Memed My Hawk is a 1984 British-Yugoslav drama film directed by Peter Ustinov (the final film he directed) and starring Ustinov, Herbert Lom, Denis Quilley and Michael Elphick. It is an adaptation of the 1955 Turkish novel Memed, My Hawk by Yaşar Kemal,  cinematographer Freddie Francis. Music Manos Hadjidakis, producer Fuad Kavur.

Plot
In 1920s Turkey, Memed, a young peasant, is smitten with a beautiful young girl, who has been promised in marriage to the fat, dullard cousin of the province's powerful and corrupt governor.

Partial cast
 Peter Ustinov – Abdi Aga
 Herbert Lom – Ali Safa Bey
 Denis Quilley – Recep
 Michael Elphick – Cabbar
 Simon Dutton – Memed
 Leonie Mellinger – Hatche
 Siobhán McKenna – Iroz
 Marne Maitland – Süleyman
 Michael Gough – Kerimoglu
 T. P. McKenna – Dursan
 Jeffry Wickham – Captain Faruk

Background
Memed, My Hawk is the first novel written by the Turkish novelist Yaşar Kemal. As soon as it was published, it also appeared in an English translation, and Kemal was nominated for the Nobel prize for literature. Twentieth Century Fox, then led by Darryl F. Zanuck, acquired the film rights to the book. Zanuck announced that Fox was going to turn Memed into an epic motion picture. The cast included Peter Ustinov as Abdi Aga. However, the Turkish government of the day asked the US State Department to intervene so that Fox would drop the project. The reason behind this was the Turkish government's belief that Memed My Hawk was Communist propaganda. Fox obliged, and the project was dropped.

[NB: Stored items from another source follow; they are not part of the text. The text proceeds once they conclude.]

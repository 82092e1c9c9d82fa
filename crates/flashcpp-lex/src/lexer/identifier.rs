//! Identifier and keyword lexing.

use crate::token::{Keyword, TokenKind};
use crate::unicode::is_ident_continue;
use crate::Lexer;
use flashcpp_util::StringHandle;

impl<'a> Lexer<'a> {
    /// Lexes an identifier or keyword. A single hash lookup against the
    /// closed keyword set (§4.1) decides which one it is.
    pub fn lex_identifier(&mut self) -> TokenKind {
        while is_ident_continue(self.cursor.current_char()) {
            self.cursor.advance();
        }

        let text = self.cursor.slice_from(self.token_start);

        match Keyword::lookup(text) {
            Some(kw) => TokenKind::Keyword(kw),
            None => TokenKind::Identifier(self.intern(text)),
        }
    }

    fn intern(&mut self, text: &str) -> StringHandle {
        self.interner.intern(text)
    }
}

#[cfg(test)]
mod tests {
    use crate::token::{Keyword, TokenKind};
    use flashcpp_util::{Handler, StringInterner};

    fn lex_ident(source: &str) -> TokenKind {
        let mut handler = Handler::new();
        let mut interner = StringInterner::new();
        let mut lexer = crate::Lexer::new(source, &mut handler, &mut interner);
        lexer.consume().kind
    }

    #[test]
    fn simple_identifier() {
        assert!(matches!(lex_ident("foo"), TokenKind::Identifier(_)));
    }

    #[test]
    fn identifier_with_underscore_and_digits() {
        assert!(matches!(lex_ident("foo_bar_123"), TokenKind::Identifier(_)));
    }

    #[test]
    fn keyword_template() {
        assert_eq!(lex_ident("template"), TokenKind::Keyword(Keyword::Template));
    }

    #[test]
    fn keyword_constexpr() {
        assert_eq!(lex_ident("constexpr"), TokenKind::Keyword(Keyword::Constexpr));
    }

    #[test]
    fn keyword_co_await() {
        assert_eq!(lex_ident("co_await"), TokenKind::Keyword(Keyword::CoAwait));
    }

    #[test]
    fn msvc_declspec_is_a_keyword() {
        assert_eq!(lex_ident("__declspec"), TokenKind::Keyword(Keyword::Declspec));
    }

    #[test]
    fn underscore_alone_is_an_identifier() {
        assert!(matches!(lex_ident("_"), TokenKind::Identifier(_)));
    }

    #[test]
    fn unicode_identifier() {
        assert!(matches!(lex_ident("café"), TokenKind::Identifier(_)));
    }
}
//! Comment skipping. Unlike Rust, C++ block comments do not nest: the first
//! `*/` closes the comment regardless of any `/*` seen since.

use crate::Lexer;

impl<'a> Lexer<'a> {
    pub(crate) fn skip_block_comment(&mut self) {
        loop {
            if self.cursor.is_at_end() {
                self.report_error("unterminated block comment".to_string());
                return;
            }
            if self.cursor.current_char() == '*' && self.cursor.peek_char(1) == '/' {
                self.cursor.advance();
                self.cursor.advance();
                return;
            }
            self.cursor.advance();
        }
    }

    pub(crate) fn skip_whitespace_and_comments(&mut self) {
        if !self.bom_checked {
            self.bom_checked = true;
            if self.cursor.remaining().starts_with('\u{FEFF}') {
                self.cursor.advance();
            }
        }

        loop {
            if self.cursor.is_at_end() {
                return;
            }

            match self.cursor.current_char() {
                ' ' | '\t' | '\r' | '\n' | '\u{b}' | '\u{c}' => {
                    self.cursor.advance();
                }
                '/' => match self.cursor.peek_char(1) {
                    '/' => self.skip_line_comment(),
                    '*' => self.skip_block_comment(),
                    _ => return,
                },
                _ => return,
            }
        }
    }

    fn skip_line_comment(&mut self) {
        self.cursor.advance();
        self.cursor.advance();
        while !self.cursor.is_at_end() && self.cursor.current_char() != '\n' {
            self.cursor.advance();
        }
    }
}

#[cfg(test)]
mod tests {
    use crate::token::TokenKind;
    use flashcpp_util::{Handler, StringInterner};

    fn lex_after_skip(source: &str) -> TokenKind {
        let mut handler = Handler::new();
        let mut interner = StringInterner::new();
        let mut lexer = crate::Lexer::new(source, &mut handler, &mut interner);
        lexer.consume().kind
    }

    #[test]
    fn skip_leading_whitespace() {
        assert!(matches!(lex_after_skip("   hello"), TokenKind::Identifier(_)));
    }

    #[test]
    fn skip_line_comment() {
        assert!(matches!(lex_after_skip("// comment\nhello"), TokenKind::Identifier(_)));
    }

    #[test]
    fn skip_block_comment() {
        assert!(matches!(lex_after_skip("/* comment */hello"), TokenKind::Identifier(_)));
    }

    #[test]
    fn block_comments_do_not_nest() {
        // The first `*/` closes the comment; `outer */` then lexes as code.
        let mut handler = Handler::new();
        let mut interner = StringInterner::new();
        let mut lexer = crate::Lexer::new("/* a /* b */ outer */hello", &mut handler, &mut interner);
        let _ = lexer.consume(); // "outer" identifier, left over from the closed comment
        let _ = lexer.consume(); // '*'
        let _ = lexer.consume(); // '/'
        assert!(matches!(lexer.consume().kind, TokenKind::Identifier(_)));
    }
}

It was not until 1982 that the project was revived, due to Fuad Kavur, an opera stage director, who was working as an assistant to Ustinov. Kavur asked Ustinov if he would be interested in reprising the part in Memed, that of the ruthless Turkish landlord, "Abdi Agha", in the aborted Zannuck production. When Ustinov agreed, Kavur bought back the film rights from Twentieth Century Fox. Soon thereafter, he was able to raise the finance for the movie in Turkey, and the preparations for filming started. Kavur visited the then prime minister of Turkey, Bülent Ecevit, to make sure that the permission to film in Turkey would not be withheld. Ecevit, a socialist, assured Kavur that there would be no problems, though as a formality, Ustinov's screenplay had to be submitted to the Turkish Film Censorship Committee. However, the Censorship Committee refused to grant permission, and  Ecevit reacted to this decision, by promptly dismissing the Committee. This became headline news in Turkey, as it represented a confrontation between Ecevit and the military controlled Censorship Committee. Ecevit, who led a minority government, lost a vote of confidence in the parliament, and he and his cabinet fell. The incoming administration, led by Süleyman Demirel, which was a right-wing party, upheld the decision of the (sacked) Censorship Committee, and the permission to film Memed My Hawk was once more denied.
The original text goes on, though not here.